Private Equity: Cross-Border Acquisition Structures In the Line of Fire?
Proposed changes to international tax rules could have a major impact on private equity structures
In a discussion document published on 21 November 2014, the Organisation for Economic Co-operation and Development (the OECD) has acknowledged an issue which has been causing increasing concern in the international private equity community.
As many readers will know, the OECD has been asked by the G20 Governments to develop a plan for reframing the international tax system. This is the so-called “Base Erosion and Profit Shifting” project (BEPS). The BEPS project has arisen from concerns amongst governments and tax authorities that the international tax system has not kept pace with the development of international business and capital structures. Public outcry and media attention (whether or not well-informed) about the tax affairs of some high profile corporations has pushed this work towards the top of the international political agenda.
One of the action plans which the OECD has been developing is a plan to counter “Treaty Abuse” – i.e. transactions and business structures which (in the OECD’s view) unfairly allow taxpayers to claim relief from taxes under international tax treaties.
A key proposal in this area is that countries participating in the BEPS project should be encouraged to amend their tax treaties to include a “limitation on benefits” provision (an LoB). The United States generally seeks to include LoB provisions in its tax treaties and has done so for some years, but very few other countries in the world follow that practice. In particular, LoB provisions are very rare in tax treaties within Europe.
The OECD’s LoB proposal would essentially prevent a taxpayer from claiming benefits under a tax treaty unless the taxpayer satisfies one of a number of conditions, the main conditions being that:
the taxpayer’s shares (or other ownership interests) must be listed and actively traded on a recognised stock exchange; or
the taxpayer must carry on an active trade or business in the country in which it is tax resident.
Impact on Private Equity
This is an important issue for private equity investors and fund managers, because it is common for acquisition and holding vehicles used in European private equity acquisition structures to claim benefits under tax treaties, particularly to avoid the imposition of withholding taxes on interest and dividend flows.
A large number of these kinds of acquisition and holding vehicles will fail to qualify for treaty benefits under the LoB provision currently proposed by the OECD, because:
typically, neither the acquisition or holding vehicle nor the private equity fund that ultimately owns it will be listed or actively traded on a recognised stock exchange; and
the acquisition or holding vehicle will normally be holding investments, rather than carrying on an active trade or business (the holding or managing of investments is specifically excluded from the concept of an active trade or business under the OECD’s current proposals).
The result would be that many European private equity structures would suffer a significantly higher tax burden, resulting in reduced post-tax returns for investors. Fund managers would need to consider whether those tax costs could be mitigated through restructurings (see further below).
Representations about this issue have been made to the OECD by a number of private equity representative bodies and fund managers.
The OECD has now at least acknowledged publicly that this important concern has been raised by the private equity sector.

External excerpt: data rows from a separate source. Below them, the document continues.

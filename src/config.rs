//! Generator configuration
//!
//! Values come from environment variables and can be overridden from the
//! command line, in that order of precedence (CLI wins).

use std::env;

use crate::platform::HostPlatform;

/// Environment variable overriding host platform detection
pub const HOST_PLATFORM_ENV: &str = "PROJGEN_HOST_PLATFORM";

/// Environment variable selecting compact project descriptor output
pub const COMPACT_PROJECT_ENV: &str = "PROJGEN_COMPACT_PROJECT";

/// Settings for one generation run
#[derive(Debug, Clone, PartialEq, Eq)]
pub struct GeneratorConfig {
    /// Host platform; selects flag syntax and build scripts
    pub host_platform: HostPlatform,
    /// Write `project.json` without indentation
    pub compact_project_file: bool,
}

impl Default for GeneratorConfig {
    fn default() -> Self {
        Self {
            host_platform: HostPlatform::current(),
            compact_project_file: false,
        }
    }
}

impl GeneratorConfig {
    /// Create GeneratorConfig from environment variables
    pub fn from_env() -> Self {
        let host_platform = env::var(HOST_PLATFORM_ENV)
            .ok()
            .filter(|value| !value.is_empty())
            .map(|value| {
                let Ok(host) = value.parse::<HostPlatform>();
                host
            })
            .unwrap_or_else(HostPlatform::current);

        let compact_project_file = env::var(COMPACT_PROJECT_ENV).unwrap_or_default() == "true";

        Self {
            host_platform,
            compact_project_file,
        }
    }

    /// Override values from CLI arguments
    pub fn with_overrides(mut self, host_platform: Option<HostPlatform>, compact: bool) -> Self {
        if let Some(host_platform) = host_platform {
            self.host_platform = host_platform;
        }
        if compact {
            self.compact_project_file = true;
        }
        self
    }
}

#[cfg(test)]
mod tests {
    use super::*;

    #[test]
    fn test_default_detects_host() {
        let config = GeneratorConfig::default();
        assert_eq!(config.host_platform, HostPlatform::current());
        assert!(!config.compact_project_file);
    }

    #[test]
    fn test_overrides_win() {
        let config = GeneratorConfig::default().with_overrides(Some(HostPlatform::Win64), true);
        assert_eq!(config.host_platform, HostPlatform::Win64);
        assert!(config.compact_project_file);
    }

    #[test]
    fn test_absent_overrides_keep_values() {
        let base = GeneratorConfig {
            host_platform: HostPlatform::Mac,
            compact_project_file: true,
        };
        assert_eq!(base.clone().with_overrides(None, false), base);
    }
}
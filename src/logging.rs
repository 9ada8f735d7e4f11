use tracing_subscriber::{fmt, EnvFilter};

/// Initialise the global tracing subscriber. Safe to call more than once.
pub fn init_logging(verbose: bool) {
    if tracing::dispatcher::has_been_set() {
        return;
    }
    let default_level = if verbose { "debug" } else { "info" };
    let env_filter = EnvFilter::try_from_default_env()
        .or_else(|_| EnvFilter::try_new(default_level))
        .unwrap();

    let subscriber = fmt()
        .with_env_filter(env_filter)
        .with_target(true)
        .with_level(true)
        .compact()
        .finish();

    let _ = tracing::subscriber::set_global_default(subscriber);
    tracing::info!(target = "app", verbose, "tracing initialized");
}
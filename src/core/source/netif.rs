//! OS network interface enumeration.
//!
//! A thin wrapper over `getifaddrs(3)`. One [`Netif`] is produced per
//! interface name, aggregating every address the kernel reports for it.

use std::collections::HashMap;
use std::io;
use std::net::IpAddr;

/// Snapshot of one OS network interface.
#[derive(Debug, Clone, PartialEq, Eq)]
pub struct Netif {
    pub name: String,
    pub addrs: Vec<IpAddr>,
    pub up: bool,
    pub loopback: bool,
}

/// Enumerate the OS interface table. Interfaces are returned in
/// first-seen kernel order so repeated probes diff deterministically.
#[cfg(unix)]
pub fn probe() -> io::Result<Vec<Netif>> {
    use std::ffi::CStr;
    use std::net::{Ipv4Addr, Ipv6Addr};

    let mut ifap: *mut libc::ifaddrs = std::ptr::null_mut();
    // SAFETY: getifaddrs fills ifap with a list owned by libc; it is
    // released below with freeifaddrs and never used after that.
    if unsafe { libc::getifaddrs(&mut ifap) } != 0 {
        return Err(io::Error::last_os_error());
    }

    let mut order: Vec<String> = Vec::new();
    let mut table: HashMap<String, Netif> = HashMap::new();

    let mut cursor = ifap;
    while !cursor.is_null() {
        // SAFETY: cursor walks the linked list returned by getifaddrs;
        // every node is valid until freeifaddrs.
        let entry = unsafe { &*cursor };
        cursor = entry.ifa_next;

        let name = unsafe { CStr::from_ptr(entry.ifa_name) }
            .to_string_lossy()
            .into_owned();
        let flags = entry.ifa_flags;

        let netif = table.entry(name.clone()).or_insert_with(|| {
            order.push(name.clone());
            Netif {
                name,
                addrs: Vec::new(),
                up: flags & (libc::IFF_UP as libc::c_uint) != 0,
                loopback: flags & (libc::IFF_LOOPBACK as libc::c_uint) != 0,
            }
        });

        if entry.ifa_addr.is_null() {
            continue;
        }
        // SAFETY: ifa_addr points at a sockaddr whose sa_family tells us
        // the concrete layout to read.
        let family = unsafe { (*entry.ifa_addr).sa_family };
        match family as libc::c_int {
            libc::AF_INET => {
                let sa = unsafe { &*(entry.ifa_addr as *const libc::sockaddr_in) };
                let octets = u32::from_be(sa.sin_addr.s_addr);
                netif.addrs.push(IpAddr::V4(Ipv4Addr::from(octets)));
            }
            libc::AF_INET6 => {
                let sa = unsafe { &*(entry.ifa_addr as *const libc::sockaddr_in6) };
                netif.addrs.push(IpAddr::V6(Ipv6Addr::from(sa.sin6_addr.s6_addr)));
            }
            _ => {}
        }
    }

    // SAFETY: ifap came from getifaddrs above and is freed exactly once.
    unsafe { libc::freeifaddrs(ifap) };

    Ok(order
        .into_iter()
        .filter_map(|name| table.remove(&name))
        .collect())
}

#[cfg(not(unix))]
pub fn probe() -> io::Result<Vec<Netif>> {
    Err(io::Error::new(
        io::ErrorKind::Unsupported,
        "interface enumeration is only supported on unix",
    ))
}
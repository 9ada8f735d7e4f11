//! Event emission helpers for the source subsystem.
//!
//! Every helper both logs through `tracing` and publishes a structured
//! event, so the admin surface and the logs tell the same story.

use crate::core::error::DialError;
use crate::events::structured::{publish_global, Event, SourceEvent};

use super::policy::Policy;

pub fn emit_source_added(name: &str) {
    tracing::info!(target = "source", interface = %name, "source added");
    publish_global(Event::Source(SourceEvent::Added {
        name: name.to_string(),
    }));
}

pub fn emit_source_removed(name: &str, aborted_conns: usize) {
    tracing::info!(
        target = "source",
        interface = %name,
        aborted_conns,
        "source removed"
    );
    publish_global(Event::Source(SourceEvent::Removed {
        name: name.to_string(),
        aborted_conns: aborted_conns as u64,
    }));
}

pub fn emit_source_blocked(name: &str, policy_id: &str) {
    tracing::info!(
        target = "source",
        interface = %name,
        policy = %policy_id,
        "source moved under policy"
    );
    publish_global(Event::Source(SourceEvent::Blocked {
        name: name.to_string(),
        policy_id: policy_id.to_string(),
    }));
}

pub fn emit_source_restored(name: &str) {
    tracing::info!(target = "source", interface = %name, "source restored");
    publish_global(Event::Source(SourceEvent::Restored {
        name: name.to_string(),
    }));
}

pub fn emit_policy_added(policy: &dyn Policy) {
    tracing::info!(
        target = "source",
        id = %policy.id(),
        kind = %policy.code().kind(),
        issuer = %policy.issuer(),
        "policy added"
    );
    publish_global(Event::Source(SourceEvent::PolicyAdded {
        id: policy.id().to_string(),
        kind: policy.code().kind().to_string(),
    }));
}

pub fn emit_policy_removed(id: &str) {
    tracing::info!(target = "source", id = %id, "policy removed");
    publish_global(Event::Source(SourceEvent::PolicyRemoved {
        id: id.to_string(),
    }));
}

pub fn emit_dial_completed(source: &str, target: &str) {
    tracing::debug!(
        target = "source",
        source = %source,
        remote = %target,
        "dial completed"
    );
    publish_global(Event::Source(SourceEvent::DialCompleted {
        source: source.to_string(),
        target: target.to_string(),
    }));
}

pub fn emit_dial_failed(source: &str, target: &str, err: &DialError) {
    tracing::warn!(
        target = "source",
        source = %source,
        remote = %target,
        error = %err,
        "dial failed"
    );
    publish_global(Event::Source(SourceEvent::DialFailed {
        source: source.to_string(),
        target: target.to_string(),
        category: err.category().to_string(),
    }));
}

#[cfg(test)]
mod tests {
    use super::*;
    use crate::events::structured::{clear_test_event_bus, set_test_event_bus, MemoryEventBus};
    use std::sync::Arc;

    #[test]
    fn dial_failed_carries_error_category() {
        let bus = MemoryEventBus::new();
        set_test_event_bus(Arc::new(bus.clone()));

        emit_dial_failed("eth0", "example.com:80", &DialError::NoSources);

        let events = bus.snapshot();
        assert_eq!(events.len(), 1);
        match &events[0] {
            Event::Source(SourceEvent::DialFailed {
                source,
                target,
                category,
            }) => {
                assert_eq!(source, "eth0");
                assert_eq!(target, "example.com:80");
                assert_eq!(category, "no_sources");
            }
            other => panic!("expected DialFailed event, got {other:?}"),
        }
        clear_test_event_bus();
    }
}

However, the OECD’s discussion document published on 21 November 2014 does not propose any solutions for private equity. It merely invites comments on whether there is indeed a problem for private equity here and how to address those concerns without creating opportunities for treaty abuse.
The OECD has previously suggested some ways in which the LoB proposal could be amended to address the position of “mainstream” investment funds (i.e. widely-held funds including retail funds). Most of those suggestions revolve around asking fund managers to determine the treaty entitlements of their investors. Those proposals remain under discussion with the “mainstream” funds sector, but if applied to the private equity sector they would present severe practical problems for most private equity funds, who generally have no straightforward means of establishing the treaty entitlements of their investors. The problem is particularly acute in “fund of funds” cases, where private equity funds may effectively have to look through higher tier fund structures, possibly tracing through to thousands of ultimate investors.

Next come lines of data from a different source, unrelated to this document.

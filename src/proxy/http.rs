//! HTTP proxy front-end.
//!
//! Handles CONNECT tunnels (RFC 9110 §9.3.6) and absolute-form plain
//! requests. TLS interception is out of the question: CONNECT bytes are
//! spliced opaquely.

use std::io;
use std::sync::Arc;

use tokio::io::{copy_bidirectional, AsyncBufReadExt, AsyncWrite, AsyncWriteExt, BufReader};
use tokio::net::TcpStream;

use crate::core::error::DialError;
use crate::core::source::{Dialer, Network};

const MAX_HEADER_LINES: usize = 100;

/// Serve one client connection.
///
/// The client stream stays wrapped in its BufReader for the whole
/// session so bytes the client pipelined behind the request head are not
/// lost when splicing starts.
pub async fn handle(stream: TcpStream, dialer: Arc<Dialer>) -> io::Result<()> {
    let mut client = BufReader::new(stream);

    let mut request_line = String::new();
    client.read_line(&mut request_line).await?;
    let request_line = request_line.trim_end();
    if request_line.is_empty() {
        return Ok(());
    }

    let mut parts = request_line.split_whitespace();
    let (Some(method), Some(uri), Some(_version)) = (parts.next(), parts.next(), parts.next())
    else {
        return respond(&mut client, "400 Bad Request").await;
    };
    let method = method.to_string();
    let uri = uri.to_string();

    // Drain the header section; CONNECT discards it, absolute-form
    // requests forward everything except the hop-by-hop headers.
    let mut headers = Vec::new();
    for _ in 0..MAX_HEADER_LINES {
        let mut line = String::new();
        client.read_line(&mut line).await?;
        if line == "\r\n" || line == "\n" || line.is_empty() {
            break;
        }
        headers.push(line);
    }

    if method.eq_ignore_ascii_case("CONNECT") {
        tunnel(client, &uri, dialer).await
    } else {
        forward(client, &method, &uri, headers, dialer).await
    }
}

/// CONNECT: dial the authority and splice bytes.
async fn tunnel(
    mut client: BufReader<TcpStream>,
    authority: &str,
    dialer: Arc<Dialer>,
) -> io::Result<()> {
    let mut upstream = match dialer.dial(Network::Tcp, authority).await {
        Ok(conn) => conn,
        Err(err) => return respond(&mut client, status_for(&err)).await,
    };

    client
        .write_all(b"HTTP/1.1 200 Connection Established\r\n\r\n")
        .await?;
    let _ = copy_bidirectional(&mut client, &mut upstream).await;
    Ok(())
}

/// Absolute-form request: dial the target, replay the request in
/// origin-form, then splice the rest of the session.
async fn forward(
    mut client: BufReader<TcpStream>,
    method: &str,
    uri: &str,
    headers: Vec<String>,
    dialer: Arc<Dialer>,
) -> io::Result<()> {
    let Some((target, path)) = split_absolute_uri(uri) else {
        return respond(&mut client, "400 Bad Request").await;
    };

    let mut upstream = match dialer.dial(Network::Tcp, &target).await {
        Ok(conn) => conn,
        Err(err) => return respond(&mut client, status_for(&err)).await,
    };

    let mut head = format!("{method} {path} HTTP/1.1\r\n");
    for line in &headers {
        // Proxy-Connection is a hop-by-hop header for the proxy leg only.
        if line
            .split(':')
            .next()
            .is_some_and(|n| n.eq_ignore_ascii_case("proxy-connection"))
        {
            continue;
        }
        head.push_str(line);
    }
    head.push_str("\r\n");
    upstream.write_all(head.as_bytes()).await?;

    let _ = copy_bidirectional(&mut client, &mut upstream).await;
    Ok(())
}

/// `http://host[:port]/path` → (`host:port`, `/path`).
fn split_absolute_uri(uri: &str) -> Option<(String, String)> {
    let rest = uri.strip_prefix("http://")?;
    let (authority, path) = match rest.find('/') {
        Some(idx) => (&rest[..idx], &rest[idx..]),
        None => (rest, "/"),
    };
    if authority.is_empty() {
        return None;
    }
    let target = if authority.contains(':') {
        authority.to_string()
    } else {
        format!("{authority}:80")
    };
    Some((target, path.to_string()))
}

fn status_for(err: &DialError) -> &'static str {
    match err {
        DialError::NoSources => "502 Bad Gateway",
        DialError::Io { .. } | DialError::InterfaceClosed { .. } => "502 Bad Gateway",
        DialError::UnsupportedNetwork(_) => "400 Bad Request",
    }
}

async fn respond<S: AsyncWrite + Unpin>(stream: &mut S, status: &str) -> io::Result<()> {
    let msg = format!("HTTP/1.1 {status}\r\nContent-Length: 0\r\nConnection: close\r\n\r\n");
    stream.write_all(msg.as_bytes()).await
}

#[cfg(test)]
mod tests {
    use super::*;

    #[test]
    fn absolute_uri_splits_into_target_and_path() {
        assert_eq!(
            split_absolute_uri("http://example.com/index.html"),
            Some(("example.com:80".to_string(), "/index.html".to_string()))
        );
        assert_eq!(
            split_absolute_uri("http://example.com:8080"),
            Some(("example.com:8080".to_string(), "/".to_string()))
        );
        assert_eq!(split_absolute_uri("example.com:443"), None);
        assert_eq!(split_absolute_uri("http://"), None);
    }

    #[test]
    fn dial_errors_map_to_gateway_statuses() {
        assert_eq!(status_for(&DialError::NoSources), "502 Bad Gateway");
        assert_eq!(
            status_for(&DialError::io(
                "t:80",
                io::Error::new(io::ErrorKind::TimedOut, "timeout")
            )),
            "502 Bad Gateway"
        );
        assert_eq!(
            status_for(&DialError::UnsupportedNetwork("udp".to_string())),
            "400 Bad Request"
        );
    }
}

Private equity fund managers may wish to consider possible restructuring steps which could mitigate the impact of the BEPS proposals. For example, restructurings might enable holding or acquisition vehicles to rely on domestic exemptions from withholding taxes, rather than claiming treaty benefits.
The outcome of the OECD’s action plan could ultimately incentivise funds to undertake more fundamental restructurings – for example, to divide into funds of treaty eligible investors and non-treaty eligible investors and to allocate investments in high tax jurisdictions to the former where possible – but most funds will no doubt wish to wait until there is greater clarity about the outcome of the BEPS proposals before undertaking such a restructuring.
In any event, general partners and fund managers may wish to consider including provisions in new fund documentation, and amending existing fund documentation, to assist fund managers in the onerous task of obtaining information from investors about their treaty entitlements, in case that effectively becomes necessary as a result of the OECD’s action plan.